Ce n'est certainement pas de l'école d'Euripide que procède cette manière de faire parler la passion. Ce qui en vient plus directement, mais avec les additions, les embellissements qu'on peut s'imaginer, c'est une longue controverse, tantôt en dialogue coupé, tantôt en tirades, sur la gloire d'Hercule contestée par Lycus, défendue par Mégare et par Amphitryon. Ce dernier se charge particulièrement d'établir ce dont, chez Euripide, il renvoyait avec plus de convenance le soin à Jupiter (76), qu'Hercule est bien le fils du maître des dieux. Lycus termine la contestation en déclarant que, ce qu'on lui refuse, il se l'assurera par la force, et comme Mégare réplique qu'alors elle complétera le nombre des Danaïdes, le tyran, poussé à bout, ordonne, ainsi que dans la pièce grecque, d'embraser le temple qui sert d'asile à la femme et aux enfants d'Hercule. Après un tel. ordre, dans lequel probablement est compris Amphitryon, il n'y a pas trop lieu à la demande qu'il fait de mourir le premier, encore comme dans la pièce grecque. Quelque chose de tout à fait latin, latin du temps de Sénèque, chez lequel il en est toujours ainsi (77), latin du temps de l'Empire, de ce temps où Tibère, à qui remontent ces traditions de cruauté, disait d'un homme qui avait prévenu le supplice par une mort volontaire : « Carvilius m'a échappé, » et répondait à un autre qui lui demandait de le faire mourir : « Nous ne sommes pas encore assez bons amis pour cela (78), » c'est la réponse de Lycus :« Qui condamne à mort indistinctement tous ses ennemis ne sait pas être tyran. Il faut des traitements divers selon les diverses fortunes. Aux heureux ordonnez de mourir, défendez-le aux malheureux (79). »

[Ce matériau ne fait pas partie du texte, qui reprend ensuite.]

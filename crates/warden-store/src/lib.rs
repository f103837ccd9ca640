//! # Warden Store - Storage Abstraction Layer
//!
//! Provides the abstract permission repository consumed by the resolution
//! engine, plus an in-memory backend for testing and development.

use async_trait::async_trait;
use warden_types::{
    Ability, Assignment, AssignmentKey, Entity, Permission, Role, StoreResult,
};

pub mod memory;

pub use memory::MemoryBackend;
pub use warden_types::StoreError;

type Result<T> = StoreResult<T>;

/// The abstract permission repository.
///
/// Ability queries union three grant paths (direct-to-authority, via an
/// assigned role, and granted-to-everyone) with OR semantics. Restriction
/// handling follows the check contract:
///
/// - a restriction narrows the query to the via-role path, filtered to
///   assignments matching that restriction;
/// - with no restriction, the allowed set draws on global role assignments
///   only, while the forbidden set draws on every assignment: a forbid
///   granted through a restricted role applies everywhere.
///
/// All operations may block on backend I/O; backend errors propagate
/// unchanged.
#[async_trait]
pub trait PermissionStore: Send + Sync {
    /// Abilities granted (or forbidden, for `allowed = false`) to the
    /// authority, optionally narrowed to a restriction context.
    async fn abilities_for(
        &self,
        authority: &Entity,
        allowed: bool,
        restriction: Option<&Entity>,
    ) -> Result<Vec<Ability>>;

    /// Roles assigned to the authority. `None` selects global assignments
    /// only; a restriction selects assignments scoped to it.
    async fn roles_of(
        &self,
        authority: &Entity,
        restriction: Option<&Entity>,
    ) -> Result<Vec<Role>>;

    /// Roles with the given names. Missing names are simply absent from the
    /// result, never an error.
    async fn find_roles_by_name(&self, names: &[String]) -> Result<Vec<Role>>;

    /// Roles with the given names, creating any that do not yet exist.
    async fn find_or_create_roles(&self, names: &[String]) -> Result<Vec<Role>>;

    /// Roles with the given ids; unknown ids are absent from the result.
    async fn roles_by_ids(&self, ids: &[u64]) -> Result<Vec<Role>>;

    /// Assignment rows matching any of the role ids, any of the authority
    /// ids of the given type, and the restriction set (inclusive-union
    /// semantics; empty = global rows only).
    async fn assignments_for(
        &self,
        role_ids: &[u64],
        entity_type: &str,
        entity_ids: &[u64],
        restrictions: &[Entity],
    ) -> Result<Vec<Assignment>>;

    async fn insert_assignments(&self, rows: Vec<Assignment>) -> Result<()>;

    /// Delete every assignment row whose composite key is in the given set.
    /// Returns the number of rows removed.
    async fn delete_assignments(&self, keys: &[AssignmentKey]) -> Result<usize>;

    /// The ability row with these exact attributes, if it exists.
    async fn find_ability(
        &self,
        name: &str,
        entity_type: Option<&str>,
        entity_id: Option<u64>,
        only_owned: bool,
    ) -> Result<Option<Ability>>;

    /// The ability row with these exact attributes, created if absent.
    async fn find_or_create_ability(
        &self,
        name: &str,
        entity_type: Option<&str>,
        entity_id: Option<u64>,
        only_owned: bool,
    ) -> Result<Ability>;

    /// Record a permission row; inserting an identical row twice is a no-op.
    async fn insert_permission(&self, permission: Permission) -> Result<()>;

    /// Delete permission rows for the ability/grantee/forbidden triple.
    /// Returns the number of rows removed.
    async fn delete_permission(
        &self,
        ability_id: u64,
        grantee: Option<&Entity>,
        forbidden: bool,
    ) -> Result<usize>;
}
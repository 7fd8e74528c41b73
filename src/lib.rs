//! An authenticated client for Keycloak's REST API.
//!
//! Every call goes through the same pipeline: a request is built relative
//! to the configured base URL (optionally with a freshly acquired admin
//! bearer token), dispatched under a [`RequestContext`], and reduced to
//! either a decoded value or a [`KeycloakError`].
//!
//! ```no_run
//! use keycloak::{Client, ClientConfig, RequestContext};
//! use keycloak::api::UserQuery;
//!
//! # async fn run() -> Result<(), keycloak::KeycloakError> {
//! let config = ClientConfig::service_account(
//!     "https://sso.example.com/",
//!     "demo",
//!     false,
//!     "provisioner",
//!     "s3cret",
//! );
//! let client = Client::new(config, None)?;
//! let users = client
//!     .admin_user
//!     .get_users(&RequestContext::background(), &UserQuery::default())
//!     .await?;
//! # Ok(())
//! # }
//! ```

pub mod api;
pub mod keycloak;

pub use keycloak::{
    AccessGrantRequest, Client, ClientConfig, Credentials, ErrorResponse, GrantType,
    KeycloakError, OidcToken, RequestContext, RequestHeaders, Response,
};
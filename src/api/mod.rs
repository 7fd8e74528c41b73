mod admin_user;
mod authentication;

pub use admin_user::{AdminUserService, UserQuery, UserRepresentation};
pub use authentication::{AuthenticationService, UserInfo};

Le Lycus d'Euripide est d'une époque moins raffinée, où les tyrans eux-mêmes ne sont pas plus méchants qu'ils n'ont besoin de l'être.
Cependant Amphitryon, resté seul avec Mégare, invoque le secours des dieux, puis, comme il se fait trop attendre, celui de son fils :

............. Quid deos frustra precor?
Ubicurnque es, audi, nate (80);

et aussitôt le temple s'ébranle, la terre mugit, un bruit souterrain semble monter des enfers. C'est, il n'en doute pas, Hercule qui vient, géologiquement, comme l'avait annoncé Mégare. Le choeur partage cette confiance. Pour échapper aux enfers, dit-il, la force ne pourra-t-elle ce qu'a bien pu l'harmonie ? Et là-dessus il raconte en vingt vers, agréables mais déplacés, l'histoire d'Orphée et d'Eurydice qu'on n'attendait guère. On s'attendait davantage, et cette attente n'est pas trompée, à la reprise de l'interminable histoire des travaux d'Hercule. Quelle passion ou quel besoin du lieu commun! que d'indigence se cache sous cette stérile abondance, et combien est plus riche la simplicité d'Euripide !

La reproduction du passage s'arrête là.